## What this task involves
All lines in the records that carry the string "headers" are to be shown.
Segment Start: Provided information
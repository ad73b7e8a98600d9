use async_trait::async_trait;
use reqwest::Url;
use reqwest::header::{ACCEPT, HeaderMap, HeaderValue, RETRY_AFTER};
use std::time::Duration;
use tokio_util::sync::CancellationToken;
use tracing::{debug, error, info, warn};

use crate::config::HttpConfig;
use crate::search::error::{classify_status, classify_transport};
use crate::search::record::parse_records;
use crate::search::{ReliefCenterRecord, SearchBackend, SearchError, SearchParams};

/// HTTP client for the relief-center search endpoint.
#[derive(Debug, Clone)]
pub struct SearchClient {
    pub base_url: String,
    pub(crate) inner: reqwest::Client,
    pub http_cfg: HttpConfig,
}

impl SearchClient {
    pub fn new(base_url: impl Into<String>) -> Result<Self, SearchError> {
        let inner = reqwest::Client::builder().build()?;
        Ok(Self {
            base_url: base_url.into(),
            inner,
            http_cfg: HttpConfig::default(),
        })
    }

    pub fn with_http_config(mut self, cfg: HttpConfig) -> Self {
        let builder = reqwest::Client::builder()
            .connect_timeout(Duration::from_millis(cfg.connect_timeout_ms))
            .timeout(Duration::from_millis(cfg.request_timeout_ms));
        // Keep the existing client if the builder rejects the settings.
        if let Ok(c) = builder.build() {
            self.inner = c;
        }
        self.http_cfg = cfg;
        self
    }

    /// `{base}/search?q=..&lat=..&lon=..&distance=..km` for one params snapshot.
    pub fn search_url(&self, params: &SearchParams) -> Result<Url, SearchError> {
        let base = self.base_url.trim_end_matches('/');
        let mut url = Url::parse(&format!("{base}/search"))
            .map_err(|e| SearchError::InvalidUrl(format!("{base}: {e}")))?;
        // `set_query` percent-encodes spaces as %20. Every value here comes from
        // the enum or a number, so none contains '&' or '='.
        url.set_query(Some(&format!(
            "q={}&lat={}&lon={}&distance={}",
            params.query.as_query(),
            params.lat,
            params.lon,
            params.distance_param()
        )));
        Ok(url)
    }

    pub async fn search(
        &self,
        params: &SearchParams,
        cancel: Option<CancellationToken>,
    ) -> Result<Vec<ReliefCenterRecord>, SearchError> {
        let url = self.search_url(params)?;
        let cancel = cancel.unwrap_or_default();

        let mut headers = HeaderMap::new();
        headers.insert(ACCEPT, HeaderValue::from_static("application/json"));

        debug!(endpoint=%url, ?params, "sending relief center search");

        let max_attempts = self.http_cfg.max_retries.saturating_add(1);
        let mut last_err = SearchError::Request("no attempt made".into());

        for attempt in 1..=max_attempts {
            let req = self.inner.get(url.clone()).headers(headers.clone());
            let resp = tokio::select! {
                biased;
                _ = cancel.cancelled() => {
                    debug!(attempt, "search cancelled before response");
                    return Err(SearchError::Cancelled);
                }
                res = req.send() => res,
            };

            let (kind, retry_after) = match resp {
                Err(e) => {
                    error!(attempt, err=%e, "search send error");
                    let kind = classify_transport(&e);
                    last_err = e.into();
                    (kind, None)
                }
                Ok(resp) if !resp.status().is_success() => {
                    let status = resp.status();
                    let retry_after = resp
                        .headers()
                        .get(RETRY_AFTER)
                        .and_then(|h| h.to_str().ok())
                        .and_then(|s| s.trim().parse::<u64>().ok());
                    let body = resp.text().await.unwrap_or_default();
                    error!(attempt, status=%status.as_u16(), body=%body, "search non-success status");
                    last_err = SearchError::Status {
                        status: status.as_u16(),
                        body,
                    };
                    (classify_status(status), retry_after)
                }
                Ok(resp) => {
                    let body = tokio::select! {
                        biased;
                        _ = cancel.cancelled() => return Err(SearchError::Cancelled),
                        res = resp.text() => res,
                    };
                    match body {
                        Ok(text) => {
                            let records = parse_records(&text)?;
                            info!(attempt, count = records.len(), "search returned");
                            return Ok(records);
                        }
                        Err(e) => {
                            error!(attempt, err=%e, "search body read error");
                            let kind = classify_transport(&e);
                            last_err = e.into();
                            (kind, None)
                        }
                    }
                }
            };

            if !kind.is_transient() || attempt == max_attempts {
                break;
            }
            let wait = self.backoff_delay(attempt, retry_after);
            info!(attempt, kind=?kind, wait_ms=%wait.as_millis(), "retrying search");
            tokio::select! {
                biased;
                _ = cancel.cancelled() => return Err(SearchError::Cancelled),
                _ = tokio::time::sleep(wait) => {}
            }
        }

        warn!(err=%last_err, "search failed");
        Err(last_err)
    }

    /// A server-sent `Retry-After` is capped at the request timeout.
    pub(crate) fn backoff_delay(&self, attempt: usize, retry_after_secs: Option<u64>) -> Duration {
        if self.http_cfg.respect_retry_after
            && let Some(secs) = retry_after_secs
        {
            let cap = Duration::from_millis(self.http_cfg.request_timeout_ms);
            return Duration::from_secs(secs).min(cap);
        }
        let base = self.http_cfg.retry_base_ms;
        let exp = base.saturating_mul(1u64 << (attempt.saturating_sub(1).min(16) as u32));
        let jitter = self.http_cfg.retry_jitter_ms;
        let rnd = if jitter == 0 { 0 } else { fastrand::u64(0..=jitter) };
        Duration::from_millis(exp.saturating_add(rnd))
    }
}

#[async_trait]
impl SearchBackend for SearchClient {
    async fn fetch_relief_centers(
        &self,
        params: &SearchParams,
        cancel: CancellationToken,
    ) -> Result<Vec<ReliefCenterRecord>, SearchError> {
        self.search(params, Some(cancel)).await
    }
}

#[cfg(test)]
mod tests {
    use super::*;
    use crate::search::ResourceKind;
    use httptest::{Expectation, Server, matchers::*, responders::*};

    fn quick_cfg(max_retries: usize) -> HttpConfig {
        HttpConfig {
            connect_timeout_ms: 5_000,
            request_timeout_ms: 5_000,
            max_retries,
            retry_base_ms: 1,
            retry_jitter_ms: 0,
            respect_retry_after: true,
        }
    }

    #[test]
    fn search_url_encodes_query_with_space() {
        let client = SearchClient::new("http://relief.example.org/").unwrap();
        let params = SearchParams {
            query: ResourceKind::MedicalAid,
            radius_km: 10.0,
            lat: 33.4255,
            lon: -111.94,
        };
        let url = client.search_url(&params).unwrap();
        assert_eq!(
            url.as_str(),
            "http://relief.example.org/search?q=medical%20aid&lat=33.4255&lon=-111.94&distance=10km"
        );
    }

    #[test]
    fn search_url_rejects_garbage_base() {
        let client = SearchClient::new("not a url").unwrap();
        assert!(matches!(
            client.search_url(&SearchParams::default()),
            Err(SearchError::InvalidUrl(_))
        ));
    }

    #[tokio::test]
    async fn search_happy_path_sends_full_snapshot() {
        let server = Server::run();
        server.expect(
            Expectation::matching(all_of![
                request::method_path("GET", "/search"),
                request::query(url_decoded(contains(("q", "medical aid")))),
                request::query(url_decoded(contains(("lat", "40")))),
                request::query(url_decoded(contains(("lon", "-75")))),
                request::query(url_decoded(contains(("distance", "2.5km")))),
            ])
            .respond_with(json_encoded(serde_json::json!([
                {"_source": {"name": "Clinic", "location": {"lat": 40.01, "lon": -75.02}}},
                {"_source": {"name": "Field Hospital"}}
            ]))),
        );

        let client = SearchClient::new(server.url_str("")).unwrap();
        let params = SearchParams {
            query: ResourceKind::MedicalAid,
            radius_km: 2.5,
            lat: 40.0,
            lon: -75.0,
        };
        let records = client.search(&params, None).await.unwrap();
        assert_eq!(records.len(), 2);
        assert_eq!(records[0].name().as_deref(), Some("Clinic"));
    }

    #[tokio::test]
    async fn zero_matches_is_ok_and_empty() {
        let server = Server::run();
        server.expect(
            Expectation::matching(request::method_path("GET", "/search"))
                .respond_with(json_encoded(serde_json::json!([]))),
        );
        let client = SearchClient::new(server.url_str("")).unwrap();
        let records = client.search(&SearchParams::default(), None).await.unwrap();
        assert!(records.is_empty());
    }

    #[tokio::test]
    async fn retries_on_500_then_succeeds() {
        let server = Server::run();
        server.expect(
            Expectation::matching(request::method_path("GET", "/search"))
                .times(2)
                .respond_with(httptest::cycle![
                    status_code(500).append_header("Retry-After", "0").body("oops"),
                    json_encoded(serde_json::json!([{"name": "ok"}])),
                ]),
        );
        let client = SearchClient::new(server.url_str(""))
            .unwrap()
            .with_http_config(quick_cfg(1));
        let records = client.search(&SearchParams::default(), None).await.unwrap();
        assert_eq!(records[0].name().as_deref(), Some("ok"));
    }

    #[tokio::test]
    async fn server_error_surfaces_after_retries() {
        let server = Server::run();
        server.expect(
            Expectation::matching(request::method_path("GET", "/search"))
                .times(2)
                .respond_with(status_code(503).body("down")),
        );
        let client = SearchClient::new(server.url_str(""))
            .unwrap()
            .with_http_config(quick_cfg(1));
        let err = client
            .search(&SearchParams::default(), None)
            .await
            .unwrap_err();
        assert_eq!(
            err,
            SearchError::Status {
                status: 503,
                body: "down".into()
            }
        );
    }

    #[tokio::test]
    async fn client_error_is_not_retried() {
        let server = Server::run();
        server.expect(
            Expectation::matching(request::method_path("GET", "/search"))
                .times(1)
                .respond_with(status_code(400).body("bad")),
        );
        let client = SearchClient::new(server.url_str(""))
            .unwrap()
            .with_http_config(quick_cfg(3));
        let err = client
            .search(&SearchParams::default(), None)
            .await
            .unwrap_err();
        assert!(format!("{err}").contains("400"));
    }

    #[tokio::test]
    async fn malformed_body_is_decode_error() {
        let server = Server::run();
        server.expect(
            Expectation::matching(request::method_path("GET", "/search"))
                .respond_with(status_code(200).body("<html>oops</html>")),
        );
        let client = SearchClient::new(server.url_str("")).unwrap();
        let err = client
            .search(&SearchParams::default(), None)
            .await
            .unwrap_err();
        assert!(matches!(err, SearchError::Decode(_)));
    }

    #[tokio::test]
    async fn cancelled_token_short_circuits() {
        let client = SearchClient::new("http://127.0.0.1:9").unwrap();
        let token = CancellationToken::new();
        token.cancel();
        let err = client
            .search(&SearchParams::default(), Some(token))
            .await
            .unwrap_err();
        assert_eq!(err, SearchError::Cancelled);
    }

    #[test]
    fn backoff_honors_retry_after() {
        let client = SearchClient::new("http://x").unwrap();
        assert_eq!(client.backoff_delay(1, Some(3)), Duration::from_secs(3));
        let client = client.with_http_config(HttpConfig {
            retry_jitter_ms: 0,
            retry_base_ms: 100,
            ..HttpConfig::default()
        });
        assert_eq!(client.backoff_delay(3, None), Duration::from_millis(400));
    }

    #[test]
    fn backoff_caps_long_retry_after() {
        let client = SearchClient::new("http://x")
            .unwrap()
            .with_http_config(HttpConfig {
                request_timeout_ms: 2_000,
                ..HttpConfig::default()
            });
        assert_eq!(client.backoff_delay(1, Some(86_400)), Duration::from_secs(2));
        assert_eq!(client.backoff_delay(1, Some(1)), Duration::from_secs(1));
    }
}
Segment End: Provided information
## Task response
        let mut headers = HeaderMap::new();
        headers.insert(ACCEPT, HeaderValue::from_static("application/json"));
            let req = self.inner.get(url.clone()).headers(headers.clone());
                        .headers()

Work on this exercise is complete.